The official said the airline’s Manila maintenance division has been running consistent losses. “They don’t know how much they are supposed to charge PAL’s operations department,” he said.
The airline attributed its 1987/88 loss to a substantial reduction of capacity in international services when mandatory heavy maintenance checks were made on two of its four Boeing 747s from September to November.
“Capacity was reduced by 25 pct for one whole quarter. This caused operational losses during the period,” a PAL statement said.
The airline is 66 pct owned by the Government Service Insurance System (GSIS) and 30 pct by the National Development Co (NOC).
PAL president Dante Santos told a House of Representatives subcommittee this week that the airline, with current paid-up capital of two billion pesos, is severely under-capitalised.
He said PAL needs 3.5 billion to four billion pesos of new money to aid its recovery.
GSIS President Feliciano Belmonte told reporters on Thursday that GSIS considers the airline a “bad investment”.
Belmonte said GSIS had invested 1.6 billion pesos in PAL and NOC had invested 500 million. “We want to get back more than we lent,” he said, adding that PAL’s flying and landing rights are worth more than its tangible assets.
“We should not be stampeded into selling PAL because there is a study being made on how to go about it,” Belmonte said.
The study, funded by a 350,000 dollar grant from the Asian Development Bank (ADB), is due for completion in September.
Melecio Javier, president of the Air Lines Pilots Association of the Philippines, told the House subcommittee the Pilots’ group is interested in buying out the airline.
“We have the money although I cannot reveal at this point how much. Some private investors are behind us,”
Javier said.
The sales of PAL and Petron Inc, a subsidiary of state-owned Philippine National Oil Co, have been seen as key tests of Aquino’s privatisation plans because of their size.

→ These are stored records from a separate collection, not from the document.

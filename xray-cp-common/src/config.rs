//! Typed configuration surface.
//!
//! Loaded from `XRAY_CP_*` environment variables. Loading never fails
//! outright for a bad-but-parseable value; it collects [`ConfigWarning`]s
//! instead, mirroring the env/validate split this codebase uses elsewhere.

use serde::{Deserialize, Serialize};
use std::env;
use std::path::PathBuf;
use std::time::Duration;

fn default_connect_timeout() -> Duration {
    Duration::from_secs(10)
}

fn default_command_timeout() -> Duration {
    Duration::from_secs(60)
}

fn default_retry_backoff() -> Vec<Duration> {
    vec![
        Duration::from_secs(1),
        Duration::from_secs(2),
        Duration::from_secs(4),
    ]
}

fn default_lock_ttl() -> Duration {
    Duration::from_secs(15 * 60)
}

fn default_cancel_flag_ttl() -> Duration {
    Duration::from_secs(24 * 60 * 60)
}

fn default_completed_retention() -> Duration {
    Duration::from_secs(60 * 60)
}

fn default_failed_retention() -> Duration {
    Duration::from_secs(24 * 60 * 60)
}

fn default_retention_records() -> usize {
    500
}

fn default_install_log_dir() -> PathBuf {
    PathBuf::from("var/install-logs")
}

fn default_tail_lines() -> usize {
    200
}

fn default_max_tail_lines() -> usize {
    1000
}

/// Which `ClientStore` implementation to use.
#[derive(Debug, Clone, Copy, PartialEq, Eq, Serialize, Deserialize)]
#[serde(rename_all = "lowercase")]
pub enum StoreMode {
    File,
    Grpc,
}

/// Severity of a [`ConfigWarning`], following the category/severity shape
/// used by this codebase's other validated-config surfaces.
#[derive(Debug, Clone, Copy, PartialEq, Eq, PartialOrd, Ord)]
pub enum Severity {
    Info,
    Warning,
}

#[derive(Debug, Clone)]
pub struct ConfigWarning {
    pub field: &'static str,
    pub severity: Severity,
    pub message: String,
}

/// Process-wide configuration for the control plane daemon and CLI.
#[derive(Debug, Clone)]
pub struct Config {
    pub master_key: [u8; 32],
    pub dry_run: bool,
    pub install_log_dir: PathBuf,
    pub connect_timeout: Duration,
    pub command_timeout: Duration,
    pub retry_backoff: Vec<Duration>,
    pub lock_ttl: Duration,
    pub cancel_flag_ttl: Duration,
    pub completed_retention: Duration,
    pub failed_retention: Duration,
    pub retention_records: usize,
    pub default_tail_lines: usize,
    pub max_tail_lines: usize,
    pub store_mode: StoreMode,
}

impl Default for Config {
    fn default() -> Self {
        Self {
            master_key: [0u8; 32],
            dry_run: false,
            install_log_dir: default_install_log_dir(),
            connect_timeout: default_connect_timeout(),
            command_timeout: default_command_timeout(),
            retry_backoff: default_retry_backoff(),
            lock_ttl: default_lock_ttl(),
            cancel_flag_ttl: default_cancel_flag_ttl(),
            completed_retention: default_completed_retention(),
            failed_retention: default_failed_retention(),
            retention_records: default_retention_records(),
            default_tail_lines: default_tail_lines(),
            max_tail_lines: default_max_tail_lines(),
            store_mode: StoreMode::File,
        }
    }
}

impl Config {
    /// Load from the process environment, collecting non-fatal warnings for
    /// questionable (but parseable) values.
    pub fn from_env() -> (Self, Vec<ConfigWarning>) {
        let mut cfg = Self::default();
        let mut warnings = Vec::new();

        if let Ok(raw) = env::var("XRAY_CP_MASTER_KEY") {
            match base64_decode_32(&raw) {
                Some(key) => cfg.master_key = key,
                None => warnings.push(ConfigWarning {
                    field: "XRAY_CP_MASTER_KEY",
                    severity: Severity::Warning,
                    message: "expected 32 bytes of base64; using zero key".into(),
                }),
            }
        }

        if let Ok(raw) = env::var("XRAY_CP_DRY_RUN") {
            cfg.dry_run = matches!(raw.as_str(), "1" | "true" | "TRUE" | "yes");
        }

        if let Ok(raw) = env::var("XRAY_CP_INSTALL_LOG_DIR") {
            cfg.install_log_dir = PathBuf::from(raw);
        }

        if let Ok(raw) = env::var("XRAY_CP_CONNECT_TIMEOUT") {
            match humantime::parse_duration(&raw) {
                Ok(d) => cfg.connect_timeout = d,
                Err(_) => warnings.push(bad_duration_warning("XRAY_CP_CONNECT_TIMEOUT")),
            }
        }

        if let Ok(raw) = env::var("XRAY_CP_COMMAND_TIMEOUT") {
            match humantime::parse_duration(&raw) {
                Ok(d) => {
                    if d < Duration::from_secs(1) {
                        warnings.push(ConfigWarning {
                            field: "XRAY_CP_COMMAND_TIMEOUT",
                            severity: Severity::Warning,
                            message: "command timeout below 1s is unlikely to be intentional"
                                .into(),
                        });
                    }
                    cfg.command_timeout = d;
                }
                Err(_) => warnings.push(bad_duration_warning("XRAY_CP_COMMAND_TIMEOUT")),
            }
        }

        if let Ok(raw) = env::var("XRAY_CP_STORE_MODE") {
            cfg.store_mode = match raw.as_str() {
                "grpc" => StoreMode::Grpc,
                "file" => StoreMode::File,
                _ => {
                    warnings.push(ConfigWarning {
                        field: "XRAY_CP_STORE_MODE",
                        severity: Severity::Warning,
                        message: format!("unknown store mode {raw:?}; defaulting to file"),
                    });
                    StoreMode::File
                }
            };
        }

        (cfg, warnings)
    }
}

fn bad_duration_warning(field: &'static str) -> ConfigWarning {
    ConfigWarning {
        field,
        severity: Severity::Warning,
        message: "could not parse duration; keeping default".into(),
    }
}

fn base64_decode_32(raw: &str) -> Option<[u8; 32]> {
    use base64::Engine;
    let bytes = base64::engine::general_purpose::STANDARD.decode(raw.trim()).ok()?;
    bytes.try_into().ok()
}

#[cfg(test)]
mod tests {
    use super::*;
    use std::sync::{Mutex, OnceLock};

    fn env_test_lock() -> std::sync::MutexGuard<'static, ()> {
        static LOCK: OnceLock<Mutex<()>> = OnceLock::new();
        LOCK.get_or_init(|| Mutex::new(())).lock().unwrap()
    }

    #[test]
    fn defaults_are_reasonable() {
        let cfg = Config::default();
        assert_eq!(cfg.connect_timeout, Duration::from_secs(10));
        assert_eq!(cfg.command_timeout, Duration::from_secs(60));
        assert_eq!(
            cfg.retry_backoff,
            vec![
                Duration::from_secs(1),
                Duration::from_secs(2),
                Duration::from_secs(4)
            ]
        );
        assert_eq!(cfg.lock_ttl, Duration::from_secs(900));
        assert_eq!(cfg.default_tail_lines, 200);
        assert_eq!(cfg.max_tail_lines, 1000);
    }

    #[test]
    fn bad_command_timeout_warns_but_does_not_fail() {
        let _guard = env_test_lock();
        unsafe {
            env::set_var("XRAY_CP_COMMAND_TIMEOUT", "not-a-duration");
        }
        let (cfg, warnings) = Config::from_env();
        unsafe {
            env::remove_var("XRAY_CP_COMMAND_TIMEOUT");
        }
        assert_eq!(cfg.command_timeout, Duration::from_secs(60));
        assert!(warnings.iter().any(|w| w.field == "XRAY_CP_COMMAND_TIMEOUT"));
    }

    #[test]
    fn low_command_timeout_is_accepted_with_a_warning() {
        let _guard = env_test_lock();
        unsafe {
            env::set_var("XRAY_CP_COMMAND_TIMEOUT", "500ms");
        }
        let (cfg, warnings) = Config::from_env();
        unsafe {
            env::remove_var("XRAY_CP_COMMAND_TIMEOUT");
        }
        assert_eq!(cfg.command_timeout, Duration::from_millis(500));
        assert!(warnings.iter().any(|w| w.severity == Severity::Warning));
    }
}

Only four of 113 firms approved for sale in the privatisation program have been sold. The government has put off Petron’s sale under pressure from its management, which says the firm is of strategic importance to the country.
Filipino industrialist Enrique Zobel told Aquino in March that his consortium of local and foreign investors is interested in buying PAL. Zobel urged Aquino to commission a full and independent audit of the airline.
The airline told Zobel it would decide on its privatisation plans when the ADB study was completed.
A unit of London-based James Capel Holdings Ltd and Allegis Corp AEG unit United Air Lines Inc had earlier expressed interest in the airline. A PAL spokesman declined to say whether they are still interested.
Foreign ownership will be limited by law to 40 pct of PAL.